Dataset records
---*---
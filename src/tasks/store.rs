//! Task Store — CRUD and lifecycle of tasks (markdown + frontmatter), with
//! the status state machine from `model.rs` and the backlog/archive move
//! rule from spec §3 ("When a backlog task closes, it moves to the archive
//! mirror; when it reopens, it returns to the backlog").

use std::path::{Path, PathBuf};

use chrono::Utc;

use crate::errors::{KdError, KdResult};
use crate::layout::Layout;
use crate::markdown;

use super::markdown_generator::{append_worklog_entry, render_body};
use super::markdown_parser::parse_body;
use super::model::{random_task_id, Task, TaskFrontmatter, TaskStatus};

/// Where a task currently lives on disk.
#[derive(Debug, Clone, PartialEq, Eq)]
pub enum TaskHome {
    Branch(String),
    Backlog,
    ArchiveBacklog,
    ArchiveBranch(String),
}

pub struct TaskStore<'a> {
    layout: &'a Layout,
}

impl<'a> TaskStore<'a> {
    pub fn new(layout: &'a Layout) -> Self {
        Self { layout }
    }

    fn path_for(&self, home: &TaskHome, id: &str) -> PathBuf {
        match home {
            TaskHome::Branch(b) => self.layout.ticket_path(b, id),
            TaskHome::Backlog => self.layout.backlog_ticket_path(id),
            TaskHome::ArchiveBacklog => self.layout.archive_backlog_ticket_path(id),
            TaskHome::ArchiveBranch(b) => self.layout.archive_branch_ticket_path(b, id),
        }
    }

    /// Create a new task. `home` is `TaskHome::Branch(_)` or `TaskHome::Backlog`.
    /// Refuses a duplicate 4-hex-char ID within that home.
    pub fn create(
        &self,
        home: TaskHome,
        title: &str,
        description: &str,
        task_type: &str,
        priority: &str,
        assignee: Option<String>,
        hand_mode: Option<bool>,
    ) -> KdResult<Task> {
        let id = loop {
            let candidate = random_task_id();
            if !self.path_for(&home, &candidate).exists() {
                break candidate;
            }
        };

        let task = Task {
            frontmatter: TaskFrontmatter {
                id: id.clone(),
                status: TaskStatus::Open,
                deps: vec![],
                links: vec![],
                created: Utc::now(),
                task_type: task_type.to_string(),
                priority: priority.to_string(),
                assignee,
                hand_mode,
            },
            title: title.to_string(),
            description: description.to_string(),
            acceptance_criteria: vec![],
            worklog: vec![],
        };

        self.write(&home, &task)?;
        Ok(task)
    }

    fn write(&self, home: &TaskHome, task: &Task) -> KdResult<()> {
        let path = self.path_for(home, task.id());
        if let Some(parent) = path.parent() {
            std::fs::create_dir_all(parent).map_err(|e| KdError::io(parent, e))?;
        }
        let body = render_body(task);
        let doc = markdown::compose(&task.frontmatter, &body)?;
        std::fs::write(&path, doc).map_err(|e| KdError::io(&path, e))
    }

    pub fn read(&self, home: &TaskHome, id: &str) -> KdResult<Task> {
        let path = self.path_for(home, id);
        self.read_path(&path)
    }

    fn read_path(&self, path: &Path) -> KdResult<Task> {
        if !path.exists() {
            return Err(KdError::TaskNotFound(
                path.file_stem().map(|s| s.to_string_lossy().to_string()).unwrap_or_default(),
            ));
        }
        let raw = std::fs::read_to_string(path).map_err(|e| KdError::io(path, e))?;
        let (frontmatter, body): (TaskFrontmatter, String) = markdown::parse(&raw)?;
        let parsed = parse_body(&body);
        Ok(Task {
            frontmatter,
            title: parsed.title,
            description: parsed.description,
            acceptance_criteria: parsed.acceptance_criteria,
            worklog: parsed.worklog,
        })
    }

    /// List every task under one home (branch tickets dir or backlog).
    pub fn list(&self, home: &TaskHome) -> KdResult<Vec<Task>> {
        let dir = match home {
            TaskHome::Branch(b) => self.layout.tickets_dir(b),
            TaskHome::Backlog => self.layout.backlog_tickets_dir(),
            TaskHome::ArchiveBacklog => self.layout.archive_dir().join("backlog").join("tickets"),
            TaskHome::ArchiveBranch(b) => self
                .layout
                .archive_dir()
                .join("branches")
                .join(crate::slug::slugify(b))
                .join("tickets"),
        };
        if !dir.exists() {
            return Ok(Vec::new());
        }
        let mut tasks = Vec::new();
        for entry in std::fs::read_dir(&dir).map_err(|e| KdError::io(&dir, e))? {
            let entry = entry.map_err(|e| KdError::io(&dir, e))?;
            let path = entry.path();
            if path.extension().and_then(|e| e.to_str()) == Some("md") {
                tasks.push(self.read_path(&path)?);
            }
        }
        tasks.sort_by(|a, b| a.id().cmp(b.id()));
        Ok(tasks)
    }

    /// Search a task's ID across branch, backlog, and archive homes (used by
    /// resolvers that don't know where a given ID lives up front; spec §7
    /// notes the not-found error should hint at a backlog auto-pull).
    pub fn find_any(&self, id: &str, branch_hint: Option<&str>) -> KdResult<(TaskHome, Task)> {
        if let Some(b) = branch_hint {
            let home = TaskHome::Branch(b.to_string());
            if let Ok(task) = self.read(&home, id) {
                return Ok((home, task));
            }
        }
        let home = TaskHome::Backlog;
        if let Ok(task) = self.read(&home, id) {
            return Ok((home, task));
        }
        Err(KdError::TaskNotFound(id.to_string()))
    }

    /// Apply a status transition, persist it, and append a worklog entry
    /// noting the transition. Moves backlog tasks to/from the archive
    /// mirror on close/reopen (spec §3).
    pub fn transition(
        &self,
        home: TaskHome,
        id: &str,
        next: TaskStatus,
        note: Option<&str>,
    ) -> KdResult<(TaskHome, Task)> {
        let mut task = self.read(&home, id)?;
        task.transition(next).map_err(|(from, to)| KdError::IllegalTaskTransition {
            from: from.to_string(),
            to: to.to_string(),
        })?;

        if let Some(note) = note {
            self.append_worklog(&mut task, note);
        }

        // Only the global backlog mirrors into the archive tree on
        // close/reopen (spec §3); branch tickets stay under their branch.
        let new_home = match (&home, next) {
            (TaskHome::Backlog, TaskStatus::Closed) => TaskHome::ArchiveBacklog,
            (TaskHome::ArchiveBacklog, TaskStatus::Open) => TaskHome::Backlog,
            _ => home.clone(),
        };

        self.write(&new_home, &task)?;
        if new_home != home {
            let old_path = self.path_for(&home, id);
            if old_path.exists() {
                std::fs::remove_file(&old_path).map_err(|e| KdError::io(&old_path, e))?;
            }
        }

        Ok((new_home, task))
    }

    fn append_worklog(&self, task: &mut Task, note: &str) {
        task.worklog.push(note.to_string());
    }

    /// Append a worklog entry without a status transition (harness
    /// per-iteration bookkeeping, spec §4.4 step 6).
    pub fn append_worklog_only(&self, home: &TaskHome, id: &str, entry: &str) -> KdResult<Task> {
        let mut task = self.read(home, id)?;
        task.worklog.push(entry.to_string());
        self.write(home, &task)?;
        Ok(task)
    }
}

/// Stand-alone helper used by callers that already hold raw markdown text
/// (e.g. reconstructing an edited file) and want the worklog-insertion rule
/// applied without round-tripping through `Task`.
pub fn append_worklog_raw(doc: &str, entry: &str) -> KdResult<String> {
    let (yaml, body) = crate::markdown::split_frontmatter(doc);
    let updated_body = append_worklog_entry(body, entry);
    Ok(format!("---\n{}\n---\n{}", yaml.trim_end(), updated_body))
}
---*---
### Work request
Scan the records for lines with the string "rule". Give the number of such lines and nothing else.

### Output
2